Comment Perplexity cherche à se protéger

Les entreprises d’intelligence artificielle comme OpenAI ont signé des accords avec un certain nombre d’éditeurs de presse pour accéder à leur contenu actuel et archivé sur lequel former leurs algorithmes. En échange, OpenAI promet de faire apparaître des articles de presse de ces éditeurs en réponse aux requêtes des utilisateurs dans ChatGPT. (Mais même cela comporte quelques problèmes qui doivent être résolus, comme l’a signalé Nieman Lab la semaine dernière.)

Perplexity a attendu jusqu’à présent pour annoncer sa propre série de contrats publicitaires, attendant peut-être que les accusations portées contre elle cessent. Mais l’entreprise avance à grands pas dans une série d’accords de partage des revenus publicitaires avec des éditeurs.

L'idée est que Perplexity commencera à inclure des publicités aux côtés des réponses aux requêtes, et les éditeurs qui ont du contenu cité dans une réponse recevront une part des revenus publicitaires correspondants.

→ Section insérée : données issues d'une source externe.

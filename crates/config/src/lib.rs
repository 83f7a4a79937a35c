//! Configuration loading, validation, and env substitution.
//!
//! Config files: `switchboard.toml`, `switchboard.yaml`, or `switchboard.json`
//! Searched in `./` then `~/.config/switchboard/`.
//!
//! Supports `${ENV_VAR}` substitution in all string values.

pub mod env_subst;
pub mod error;
pub mod loader;
pub mod schema;
pub mod validate;

pub use {
    error::{ConfigError, Result},
    loader::{config_dir, discover_and_load, find_config_file, load_config, load_or_discover},
    schema::{
        ApiToken, AuthConfig, DispatchConfig, DuplicateKeyPolicy, ModulesConfig, ServerConfig,
        SwitchboardConfig,
    },
    validate::{Diagnostic, Severity, ValidationResult},
};
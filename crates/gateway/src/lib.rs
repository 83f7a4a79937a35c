//! Gateway: dispatcher, built-in modules and the HTTP surface.
//!
//! Lifecycle:
//! 1. Load + validate config
//! 2. Build the registry and bootstrap the built-in modules (fatal on error)
//! 3. Wrap it in a [`Dispatcher`] with the configured timeouts
//! 4. Serve `/api/*` with bearer-token auth

use std::sync::Arc;

use {
    switchboard_config::{DuplicateKeyPolicy, SwitchboardConfig},
    switchboard_registry::{DuplicatePolicy, Registry},
};

pub mod auth;
pub mod dispatch;
pub mod methods;
pub mod server;

pub use {
    auth::TokenAuth,
    dispatch::{DispatchOptions, Dispatcher},
    methods::{BootstrapOptions, bootstrap},
    server::{AppState, build_app, serve},
};

pub fn duplicate_policy(policy: DuplicateKeyPolicy) -> DuplicatePolicy {
    match policy {
        DuplicateKeyPolicy::Reject => DuplicatePolicy::Reject,
        DuplicateKeyPolicy::Overwrite => DuplicatePolicy::Overwrite,
    }
}

/// Build and bootstrap a registry from config.
pub fn registry_from_config(config: &SwitchboardConfig) -> switchboard_registry::Result<Registry> {
    let registry = Registry::with_policy(duplicate_policy(config.dispatch.duplicate_policy));
    bootstrap(&registry, &BootstrapOptions::from_config(config))?;
    Ok(registry)
}

pub fn dispatcher_from_config(
    config: &SwitchboardConfig,
) -> switchboard_registry::Result<Dispatcher> {
    let registry = registry_from_config(config)?;
    Ok(Dispatcher::with_options(
        Arc::new(registry),
        DispatchOptions::from_config(&config.dispatch),
    ))
}

pub fn app_state_from_config(config: &SwitchboardConfig) -> switchboard_registry::Result<AppState> {
    Ok(AppState::new(
        dispatcher_from_config(config)?,
        TokenAuth::from_config(&config.auth),
    ))
}
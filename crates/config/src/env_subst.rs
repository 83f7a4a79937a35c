/// Expand `${NAME}` and `${NAME:-fallback}` placeholders in raw config text.
///
/// Unset variables without a fallback are left untouched so the parser or
/// validator can point at them.
pub fn substitute_env(input: &str) -> String {
    expand(input, |name| std::env::var(name).ok())
}

fn expand(input: &str, lookup: impl Fn(&str) -> Option<String>) -> String {
    let mut out = String::with_capacity(input.len());
    let mut rest = input;

    while let Some(start) = rest.find("${") {
        out.push_str(&rest[..start]);
        let after = &rest[start + 2..];
        let Some(end) = after.find('}') else {
            // Unterminated: keep the remainder verbatim.
            out.push_str(&rest[start..]);
            return out;
        };
        let body = &after[..end];
        let (name, fallback) = match body.split_once(":-") {
            Some((name, fallback)) => (name, Some(fallback)),
            None => (body, None),
        };

        match (name.is_empty(), lookup(name), fallback) {
            (false, Some(value), _) => out.push_str(&value),
            (false, None, Some(fallback)) => out.push_str(fallback),
            _ => {
                out.push_str("${");
                out.push_str(body);
                out.push('}');
            },
        }
        rest = &after[end + 1..];
    }

    out.push_str(rest);
    out
}

#[cfg(test)]
#[allow(clippy::unwrap_used, clippy::expect_used)]
mod tests {
    use super::*;

    fn env(name: &str) -> Option<String> {
        match name {
            "SB_TOKEN" => Some("s3cret".into()),
            "SB_PORT" => Some("9000".into()),
            _ => None,
        }
    }

    #[test]
    fn expands_set_variables() {
        assert_eq!(
            expand("token = \"${SB_TOKEN}\"\nport = ${SB_PORT}", env),
            "token = \"s3cret\"\nport = 9000"
        );
    }

    #[test]
    fn unset_without_fallback_is_kept() {
        assert_eq!(expand("x = ${SB_MISSING}", env), "x = ${SB_MISSING}");
    }

    #[test]
    fn fallback_used_when_unset() {
        assert_eq!(expand("port = ${SB_NOPE:-8787}", env), "port = 8787");
        assert_eq!(expand("port = ${SB_PORT:-8787}", env), "port = 9000");
    }

    #[test]
    fn unterminated_placeholder_is_literal() {
        assert_eq!(expand("a ${SB_TOKEN", env), "a ${SB_TOKEN");
    }

    #[test]
    fn empty_name_is_literal() {
        assert_eq!(expand("${}", env), "${}");
    }

    #[test]
    fn plain_text_unchanged() {
        assert_eq!(substitute_env("no placeholders here"), "no placeholders here");
    }
}
/// Config schema types (server, dispatch, auth, modules, aliases).
use std::collections::BTreeMap;

use {
    secrecy::{ExposeSecret, Secret},
    serde::{Deserialize, Serialize},
};

/// Root configuration.
#[derive(Debug, Clone, Default, Serialize, Deserialize)]
#[serde(default)]
pub struct SwitchboardConfig {
    pub server: ServerConfig,
    pub dispatch: DispatchConfig,
    pub auth: AuthConfig,
    pub modules: ModulesConfig,
    /// Extra `alias = "target"` pairs applied after the built-in aliases.
    pub aliases: BTreeMap<String, String>,
}

/// HTTP server configuration.
#[derive(Debug, Clone, Serialize, Deserialize)]
#[serde(default)]
pub struct ServerConfig {
    /// Address to bind to. Defaults to "127.0.0.1".
    pub bind: String,
    pub port: u16,
}

impl Default for ServerConfig {
    fn default() -> Self {
        Self {
            bind: "127.0.0.1".into(),
            port: 8787,
        }
    }
}

/// How a second registration of the same key is treated.
#[derive(Debug, Clone, Copy, Default, PartialEq, Eq, Serialize, Deserialize)]
#[serde(rename_all = "lowercase")]
pub enum DuplicateKeyPolicy {
    #[default]
    Reject,
    Overwrite,
}

/// Dispatcher behaviour.
#[derive(Debug, Clone, Default, Serialize, Deserialize)]
#[serde(default)]
pub struct DispatchConfig {
    /// Per-invocation timeout. Absent means handlers run unbounded.
    pub timeout_ms: Option<u64>,
    /// Upper bound applied to per-request `timeoutMs` overrides.
    pub max_timeout_ms: Option<u64>,
    pub duplicate_policy: DuplicateKeyPolicy,
}

/// Static bearer tokens accepted by the HTTP surface.
#[derive(Debug, Clone, Default, Serialize, Deserialize)]
#[serde(default)]
pub struct AuthConfig {
    pub tokens: Vec<ApiToken>,
}

#[derive(Debug, Clone, Serialize, Deserialize)]
pub struct ApiToken {
    #[serde(serialize_with = "serialize_secret")]
    pub token: Secret<String>,
    pub subject: String,
    #[serde(default)]
    pub scopes: Vec<String>,
}

#[derive(Debug, Clone, Default, Serialize, Deserialize)]
#[serde(default)]
pub struct ModulesConfig {
    /// Built-in modules the bootstrap skips.
    pub disabled: Vec<String>,
}

impl ModulesConfig {
    pub fn is_enabled(&self, name: &str) -> bool {
        !self.disabled.iter().any(|d| d == name)
    }
}

// ── Serde helpers for Secret<String> ────────────────────────────────────────

fn serialize_secret<S: serde::Serializer>(
    secret: &Secret<String>,
    serializer: S,
) -> Result<S::Ok, S::Error> {
    serializer.serialize_str(secret.expose_secret())
}

#[cfg(test)]
#[allow(clippy::unwrap_used, clippy::expect_used)]
mod tests {
    use super::*;

    #[test]
    fn defaults() {
        let cfg = SwitchboardConfig::default();
        assert_eq!(cfg.server.bind, "127.0.0.1");
        assert_eq!(cfg.server.port, 8787);
        assert!(cfg.dispatch.timeout_ms.is_none());
        assert_eq!(cfg.dispatch.duplicate_policy, DuplicateKeyPolicy::Reject);
        assert!(cfg.auth.tokens.is_empty());
        assert!(cfg.modules.is_enabled("memory"));
    }

    #[test]
    fn parses_full_toml() {
        let cfg: SwitchboardConfig = toml::from_str(
            r#"
            [server]
            port = 9000

            [dispatch]
            timeout_ms = 5000
            duplicate_policy = "overwrite"

            [[auth.tokens]]
            token = "abc"
            subject = "alice"
            scopes = ["memory.write"]

            [modules]
            disabled = ["onboarding"]

            [aliases]
            "mem.save" = "memory.save"
            "#,
        )
        .unwrap();
        assert_eq!(cfg.server.bind, "127.0.0.1");
        assert_eq!(cfg.server.port, 9000);
        assert_eq!(cfg.dispatch.timeout_ms, Some(5000));
        assert_eq!(cfg.dispatch.duplicate_policy, DuplicateKeyPolicy::Overwrite);
        assert_eq!(cfg.auth.tokens[0].token.expose_secret(), "abc");
        assert_eq!(cfg.auth.tokens[0].scopes, vec!["memory.write"]);
        assert!(!cfg.modules.is_enabled("onboarding"));
        assert_eq!(cfg.aliases["mem.save"], "memory.save");
    }

    #[test]
    fn token_debug_is_redacted() {
        let cfg: SwitchboardConfig =
            toml::from_str("[[auth.tokens]]\ntoken = \"hunter2\"\nsubject = \"bob\"").unwrap();
        let dbg = format!("{:?}", cfg.auth.tokens[0]);
        assert!(!dbg.contains("hunter2"));
    }
}
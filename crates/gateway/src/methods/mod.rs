//! Built-in feature modules and the bootstrap that wires them into a
//! [`Registry`] at startup.

use std::sync::Arc;

use tracing::{debug, info};

use {
    switchboard_config::{ModulesConfig, SwitchboardConfig},
    switchboard_registry::{ModuleRegistration, Registry, Result},
};

pub mod identity;
pub mod memory;
pub mod onboarding;
pub mod system;

pub use memory::MemoryStore;

/// `(alias, target)` pairs registered after the built-in modules.
pub const BUILTIN_ALIASES: &[(&str, &str)] = &[("onboarding.ambaradam.start", "onboarding.start")];

#[derive(Debug, Clone, Default)]
pub struct BootstrapOptions {
    /// Which built-in modules to skip.
    pub modules: ModulesConfig,
    /// Extra aliases applied after [`BUILTIN_ALIASES`].
    pub aliases: Vec<(String, String)>,
}

impl BootstrapOptions {
    pub fn from_config(config: &SwitchboardConfig) -> Self {
        Self {
            modules: config.modules.clone(),
            aliases: config
                .aliases
                .iter()
                .map(|(alias, target)| (alias.clone(), target.clone()))
                .collect(),
        }
    }
}

/// Every built-in module, in registration order.
pub fn builtin_modules(memory: &Arc<MemoryStore>) -> Vec<ModuleRegistration> {
    vec![
        system::describe(),
        identity::describe(),
        onboarding::describe(),
        memory::describe(memory),
    ]
}

/// Register the enabled built-in modules, then the built-in and configured
/// aliases. Any error should abort startup.
pub fn bootstrap(registry: &Registry, options: &BootstrapOptions) -> Result<()> {
    let memory = Arc::new(MemoryStore::default());
    for module in builtin_modules(&memory) {
        if !options.modules.is_enabled(&module.name) {
            debug!(module = %module.name, "module disabled");
            continue;
        }
        let name = module.name.clone();
        let keys = registry.register_module(module)?;
        debug!(module = %name, count = keys.len(), "module registered");
    }

    let builtin = BUILTIN_ALIASES
        .iter()
        .filter(|(_, target)| registry.contains(target));
    for (alias, target) in builtin {
        registry.register_alias(alias, target)?;
    }
    for (alias, target) in &options.aliases {
        registry.register_alias(alias, target)?;
    }

    info!(handlers = registry.len(), "registry ready");
    Ok(())
}
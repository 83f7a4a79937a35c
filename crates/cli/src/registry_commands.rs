use anyhow::{Context, Result};

use {
    serde_json::Value,
    switchboard_gateway::Dispatcher,
    switchboard_protocol::{AuthContext, RequestEnvelope},
};

/// Print the introspection table, one key per line.
pub fn keys(dispatcher: &Dispatcher) {
    let rows = dispatcher.registry().describe_keys();
    let width = rows.iter().map(|r| r.key.len()).max().unwrap_or(0);
    for row in rows {
        let auth = if row.requires_auth { "auth" } else { "-" };
        let extra = match (&row.alias_of, row.scopes.is_empty()) {
            (Some(target), _) => format!("-> {target}"),
            (None, false) => format!("[{}]", row.scopes.join(", ")),
            (None, true) => String::new(),
        };
        println!("{:<width$}  {auth:<4}  {}  {extra}", row.key, row.description);
    }
}

pub fn tools(dispatcher: &Dispatcher) -> Result<()> {
    let tools = dispatcher.registry().tool_definitions();
    println!("{}", serde_json::to_string_pretty(&tools)?);
    Ok(())
}

pub struct CallArgs {
    pub key: String,
    pub params: Option<String>,
    pub subject: Option<String>,
    pub scopes: Vec<String>,
    pub timeout_ms: Option<u64>,
}

/// Dispatch once in-process and print the envelope. Returns whether the
/// envelope reports success.
pub async fn call(dispatcher: &Dispatcher, args: CallArgs) -> Result<bool> {
    let params: Value = match args.params.as_deref() {
        Some(raw) => serde_json::from_str(raw).context("--params must be valid JSON")?,
        None => Value::Null,
    };
    let mut request = RequestEnvelope::new(args.key, params);
    if let Some(subject) = args.subject {
        request = request.with_auth(AuthContext::new(subject).with_scopes(args.scopes));
    }
    if let Some(ms) = args.timeout_ms {
        request = request.with_timeout_ms(ms);
    }

    let envelope = dispatcher.dispatch(request).await;
    println!("{}", serde_json::to_string_pretty(&envelope)?);
    Ok(envelope.ok)
}

#[cfg(test)]
#[allow(clippy::unwrap_used, clippy::expect_used)]
mod tests {
    use {super::*, switchboard_config::SwitchboardConfig};

    fn dispatcher() -> Dispatcher {
        switchboard_gateway::dispatcher_from_config(&SwitchboardConfig::default()).unwrap()
    }

    fn args(key: &str, params: Option<&str>, subject: Option<&str>) -> CallArgs {
        CallArgs {
            key: key.into(),
            params: params.map(str::to_string),
            subject: subject.map(str::to_string),
            scopes: vec![],
            timeout_ms: None,
        }
    }

    #[tokio::test]
    async fn call_reports_success() {
        let ok = call(&dispatcher(), args("system.ping", Some(r#"{"echo":1}"#), None))
            .await
            .unwrap();
        assert!(ok);
    }

    #[tokio::test]
    async fn call_reports_failure() {
        let ok = call(&dispatcher(), args("identity.whoami", None, None))
            .await
            .unwrap();
        assert!(!ok);
        let ok = call(&dispatcher(), args("identity.whoami", None, Some("alice")))
            .await
            .unwrap();
        assert!(ok);
    }

    #[tokio::test]
    async fn bad_params_json_is_an_error() {
        assert!(
            call(&dispatcher(), args("system.ping", Some("{"), None))
                .await
                .is_err()
        );
    }
}
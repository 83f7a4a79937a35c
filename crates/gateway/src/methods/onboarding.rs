use {serde::Deserialize, serde_json::json};

use switchboard_registry::{Action, ModuleRegistration, ParamSchema, ParamType, handler};

const STEPS: &[&str] = &["profile", "connect-accounts", "first-request"];

#[derive(Deserialize)]
struct StartParams {
    #[serde(default)]
    name: Option<String>,
}

pub fn describe() -> ModuleRegistration {
    ModuleRegistration::new("onboarding")
        .description("First-run flow")
        .action(
            Action::new(
                "start",
                handler(|ctx| async move {
                    let params: StartParams = ctx.parse_params()?;
                    let name = params
                        .name
                        .as_deref()
                        .map(str::trim)
                        .filter(|n| !n.is_empty())
                        .unwrap_or("there");
                    Ok(json!({
                        "greeting": format!("Welcome, {name}!"),
                        "steps": STEPS,
                    }))
                }),
            )
            .describe("Begin onboarding and list the remaining steps")
            .params(ParamSchema::object().optional(
                "name",
                ParamType::String,
                "Display name used in the greeting",
            )),
        )
}
//! End-to-end tests for the HTTP dispatch surface.

#![allow(clippy::unwrap_used, clippy::expect_used)]

use std::net::SocketAddr;

use {
    secrecy::Secret,
    serde_json::{Value, json},
    tokio::net::TcpListener,
};

use {
    switchboard_config::{ApiToken, SwitchboardConfig},
    switchboard_gateway::{app_state_from_config, build_app},
};

const ALICE: &str = "alice-token";
const ROOT: &str = "root-token";

/// Start a test server with two bearer tokens configured.
async fn start_server() -> SocketAddr {
    let mut config = SwitchboardConfig::default();
    config.auth.tokens = vec![
        ApiToken {
            token: Secret::new(ALICE.into()),
            subject: "alice".into(),
            scopes: vec![],
        },
        ApiToken {
            token: Secret::new(ROOT.into()),
            subject: "root".into(),
            scopes: vec!["admin".into()],
        },
    ];
    config
        .aliases
        .insert("mem.save".into(), "memory.save".into());
    let app = build_app(app_state_from_config(&config).unwrap());

    let listener = TcpListener::bind("127.0.0.1:0").await.unwrap();
    let addr = listener.local_addr().unwrap();
    tokio::spawn(async move {
        axum::serve(listener, app).await.unwrap();
    });
    addr
}

async fn post(
    addr: SocketAddr,
    path: &str,
    token: Option<&str>,
    body: Value,
) -> (u16, Value) {
    let client = reqwest::Client::new();
    let mut req = client.post(format!("http://{addr}{path}")).json(&body);
    if let Some(token) = token {
        req = req.header("Authorization", format!("Bearer {token}"));
    }
    let resp = req.send().await.unwrap();
    let status = resp.status().as_u16();
    (status, resp.json().await.unwrap())
}

#[tokio::test]
async fn health_reports_handler_count() {
    let addr = start_server().await;
    let body: Value = reqwest::get(format!("http://{addr}/health"))
        .await
        .unwrap()
        .json()
        .await
        .unwrap();
    assert_eq!(body["status"], "ok");
    assert!(body["handlers"].as_u64().unwrap() >= 7);
}

#[tokio::test]
async fn public_key_dispatches_without_token() {
    let addr = start_server().await;
    let (status, body) = post(
        addr,
        "/api/dispatch",
        None,
        json!({"key": "system.ping", "params": {"echo": "hi"}}),
    )
    .await;
    assert_eq!(status, 200);
    assert_eq!(body["ok"], true);
    assert_eq!(body["data"], json!({"pong": true, "echo": "hi"}));
    assert!(body["requestId"].is_string());
}

#[tokio::test]
async fn protected_key_without_token_is_401() {
    let addr = start_server().await;
    let (status, body) = post(
        addr,
        "/api/dispatch",
        None,
        json!({"key": "identity.whoami", "params": {}}),
    )
    .await;
    assert_eq!(status, 401);
    assert_eq!(body["ok"], false);
    assert_eq!(body["error"]["code"], "UNAUTHORIZED");
    assert_eq!(body["error"]["statusCode"], 401);
}

#[tokio::test]
async fn body_auth_context_is_ignored() {
    let addr = start_server().await;
    let (status, _) = post(
        addr,
        "/api/dispatch",
        None,
        json!({
            "key": "identity.whoami",
            "params": {},
            "authContext": {"subject": "mallory", "scopes": ["admin"]},
        }),
    )
    .await;
    assert_eq!(status, 401);
}

#[tokio::test]
async fn bearer_token_resolves_identity() {
    let addr = start_server().await;
    let (status, body) = post(addr, "/api/dispatch/identity.whoami", Some(ALICE), json!({})).await;
    assert_eq!(status, 200);
    assert_eq!(body["data"]["subject"], "alice");
}

#[tokio::test]
async fn missing_scope_is_403_and_admin_passes() {
    let addr = start_server().await;
    let params = json!({"key": "k"});
    let (status, body) = post(addr, "/api/dispatch/memory.delete", Some(ALICE), params.clone()).await;
    assert_eq!(status, 403);
    assert_eq!(body["error"]["message"], "missing scope: memory.write");

    let (status, _) = post(addr, "/api/dispatch/memory.delete", Some(ROOT), params).await;
    assert_eq!(status, 200);
}

#[tokio::test]
async fn unknown_key_is_404() {
    let addr = start_server().await;
    let (status, body) = post(addr, "/api/dispatch/foo.bar", None, json!({})).await;
    assert_eq!(status, 404);
    assert_eq!(body["error"]["code"], "NOT_FOUND");
}

#[tokio::test]
async fn invalid_params_are_400() {
    let addr = start_server().await;
    let (status, body) = post(addr, "/api/dispatch/memory.save", Some(ALICE), json!({"key": "k"})).await;
    assert_eq!(status, 400);
    assert_eq!(body["error"]["code"], "BAD_REQUEST");
}

#[tokio::test]
async fn malformed_body_is_400_envelope() {
    let addr = start_server().await;
    let resp = reqwest::Client::new()
        .post(format!("http://{addr}/api/dispatch"))
        .header("content-type", "application/json")
        .body("{not json")
        .send()
        .await
        .unwrap();
    assert_eq!(resp.status().as_u16(), 400);
    let body: Value = resp.json().await.unwrap();
    assert_eq!(body["ok"], false);
    assert_eq!(body["error"]["code"], "BAD_REQUEST");
    assert!(body["requestId"].is_string());
}

async fn post_raw(addr: SocketAddr, path: &str, token: Option<&str>, raw: &str) -> (u16, Value) {
    let mut req = reqwest::Client::new()
        .post(format!("http://{addr}{path}"))
        .header("content-type", "application/json")
        .body(raw.to_string());
    if let Some(token) = token {
        req = req.header("Authorization", format!("Bearer {token}"));
    }
    let resp = req.send().await.unwrap();
    let status = resp.status().as_u16();
    (status, resp.json().await.unwrap())
}

#[tokio::test]
async fn malformed_params_on_protected_key_is_401() {
    let addr = start_server().await;
    let (status, body) = post_raw(addr, "/api/dispatch/identity.whoami", None, "{oops").await;
    assert_eq!(status, 401);
    assert_eq!(body["error"]["code"], "UNAUTHORIZED");
    assert!(body["requestId"].is_string());

    let (status, body) = post_raw(addr, "/api/dispatch/no.such", None, "{oops").await;
    assert_eq!(status, 404);
    assert_eq!(body["error"]["code"], "NOT_FOUND");

    let (status, body) =
        post_raw(addr, "/api/dispatch/identity.whoami", Some(ALICE), "{oops").await;
    assert_eq!(status, 400);
    assert_eq!(body["error"]["code"], "BAD_REQUEST");
}

#[tokio::test]
async fn malformed_tool_call_gets_request_id() {
    let addr = start_server().await;
    let (status, body) = post_raw(addr, "/api/tool-call", None, "{oops").await;
    assert_eq!(status, 200);
    assert_eq!(body["error"]["code"], "BAD_REQUEST");
    assert!(body["requestId"].is_string());
}

#[tokio::test]
async fn alias_and_target_match() {
    let addr = start_server().await;
    let body = |key: &str| json!({"key": key, "params": {"name": "Ada"}, "requestId": "fixed"});
    let (_, target) = post(addr, "/api/dispatch", None, body("onboarding.start")).await;
    let (_, alias) = post(addr, "/api/dispatch", None, body("onboarding.ambaradam.start")).await;
    assert_eq!(target, alias);
    assert_eq!(target["data"]["greeting"], "Welcome, Ada!");
}

#[tokio::test]
async fn configured_alias_shares_state() {
    let addr = start_server().await;
    let (status, _) = post(
        addr,
        "/api/dispatch/mem.save",
        Some(ALICE),
        json!({"key": "color", "value": "teal"}),
    )
    .await;
    assert_eq!(status, 200);
    let (_, body) = post(addr, "/api/dispatch/memory.get", Some(ALICE), json!({"key": "color"})).await;
    assert_eq!(body["data"]["value"], "teal");
}

#[tokio::test]
async fn request_id_header_is_echoed() {
    let addr = start_server().await;
    let resp = reqwest::Client::new()
        .post(format!("http://{addr}/api/dispatch/system.ping"))
        .header("x-request-id", "trace-42")
        .json(&json!({}))
        .send()
        .await
        .unwrap();
    assert_eq!(
        resp.headers().get("x-request-id").unwrap().to_str().unwrap(),
        "trace-42"
    );
    let body: Value = resp.json().await.unwrap();
    assert_eq!(body["requestId"], "trace-42");
}

#[tokio::test]
async fn tool_call_round_trip() {
    let addr = start_server().await;
    let (status, body) = post(
        addr,
        "/api/tool-call",
        Some(ALICE),
        json!({
            "id": "call_9",
            "name": "memory.save",
            "arguments": "{\"key\":\"a\",\"value\":1}",
        }),
    )
    .await;
    assert_eq!(status, 200);
    assert_eq!(body["toolCallId"], "call_9");
    assert_eq!(body["ok"], true);
}

#[tokio::test]
async fn tool_call_failure_still_200() {
    let addr = start_server().await;
    let (status, body) = post(
        addr,
        "/api/tool-call",
        None,
        json!({"id": "call_1", "name": "identity.whoami", "arguments": {}}),
    )
    .await;
    assert_eq!(status, 200);
    assert_eq!(body["ok"], false);
    assert_eq!(body["error"]["code"], "UNAUTHORIZED");
}

#[tokio::test]
async fn introspection_endpoints() {
    let addr = start_server().await;
    let keys: Vec<Value> = reqwest::get(format!("http://{addr}/api/registry"))
        .await
        .unwrap()
        .json()
        .await
        .unwrap();
    let alias = keys
        .iter()
        .find(|k| k["key"] == "onboarding.ambaradam.start")
        .unwrap();
    assert_eq!(alias["aliasOf"], "onboarding.start");

    let tools: Vec<Value> = reqwest::get(format!("http://{addr}/api/tools"))
        .await
        .unwrap()
        .json()
        .await
        .unwrap();
    assert!(tools.iter().any(|t| t["name"] == "memory.save"));
    assert!(!tools.iter().any(|t| t["name"] == "onboarding.ambaradam.start"));
    let save = tools.iter().find(|t| t["name"] == "memory.save").unwrap();
    assert_eq!(save["parameters"]["type"], "object");
}
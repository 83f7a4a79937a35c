use std::{borrow::Borrow, fmt, str::FromStr};

use serde::{Deserialize, Deserializer, Serialize};

use crate::error::{RegistryError, Result};

/// Dotted, case-sensitive operation name such as `memory.save`.
///
/// Always has at least two non-empty segments and contains no whitespace.
#[derive(Debug, Clone, PartialEq, Eq, Hash, PartialOrd, Ord, Serialize)]
#[serde(transparent)]
pub struct DispatchKey(String);

impl DispatchKey {
    pub fn parse(raw: impl Into<String>) -> Result<Self> {
        let raw = raw.into();
        if raw.is_empty() {
            return Err(RegistryError::invalid(raw, "key is empty"));
        }
        if raw.chars().any(char::is_whitespace) {
            return Err(RegistryError::invalid(raw, "key contains whitespace"));
        }
        if !raw.contains('.') {
            return Err(RegistryError::invalid(
                raw,
                "key must have the form <module>.<action>",
            ));
        }
        if raw.split('.').any(str::is_empty) {
            return Err(RegistryError::invalid(raw, "key has an empty segment"));
        }
        Ok(Self(raw))
    }

    /// Build `module.action`.
    pub fn join(module: &str, action: &str) -> Result<Self> {
        Self::parse(format!("{module}.{action}"))
    }

    pub fn as_str(&self) -> &str {
        &self.0
    }

    /// Leading segment.
    pub fn module(&self) -> &str {
        self.0.split_once('.').map_or(self.0.as_str(), |(m, _)| m)
    }

    /// Everything after the leading segment.
    pub fn action(&self) -> &str {
        self.0.split_once('.').map_or("", |(_, a)| a)
    }

    pub fn into_string(self) -> String {
        self.0
    }
}

impl fmt::Display for DispatchKey {
    fn fmt(&self, f: &mut fmt::Formatter<'_>) -> fmt::Result {
        f.write_str(&self.0)
    }
}

impl AsRef<str> for DispatchKey {
    fn as_ref(&self) -> &str {
        &self.0
    }
}

impl Borrow<str> for DispatchKey {
    fn borrow(&self) -> &str {
        &self.0
    }
}

impl FromStr for DispatchKey {
    type Err = RegistryError;

    fn from_str(s: &str) -> Result<Self> {
        Self::parse(s)
    }
}

impl TryFrom<&str> for DispatchKey {
    type Error = RegistryError;

    fn try_from(s: &str) -> Result<Self> {
        Self::parse(s)
    }
}

impl TryFrom<String> for DispatchKey {
    type Error = RegistryError;

    fn try_from(s: String) -> Result<Self> {
        Self::parse(s)
    }
}

impl<'de> Deserialize<'de> for DispatchKey {
    fn deserialize<D: Deserializer<'de>>(deserializer: D) -> std::result::Result<Self, D::Error> {
        let raw = String::deserialize(deserializer)?;
        Self::parse(raw).map_err(serde::de::Error::custom)
    }
}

Shevelenko a déclaré que Perplexity travaille également à permettre aux éditeurs d'accéder à sa technologie afin qu'ils puissent créer des expériences de questions-réponses et alimenter des éléments tels que des questions connexes de manière native dans leurs sites et produits.

Mais s'agit-il simplement d'une feuille de vigne pour le vol systémique de propriété intellectuelle ? Perplexity n'est pas le seul chatbot qui menace de résumer le contenu de manière si complète que les lecteurs ne voient pas la nécessité de cliquer pour accéder au contenu source original.

Et si les scrapers d'IA comme celui-ci continuent de récupérer le travail des éditeurs et de le réutiliser pour leurs propres activités, ces derniers auront plus de mal à gagner de l'argent grâce à la publicité. Cela signifie qu'à terme, il y aura moins de contenu à scrapper. Lorsqu'il n'y aura plus de contenu à scrapper, les systèmes d'IA générative se tourneront alors vers l'entraînement sur des données synthétiques, ce qui pourrait conduire à une boucle de rétroaction infernale de contenu potentiellement biaisé et inexact.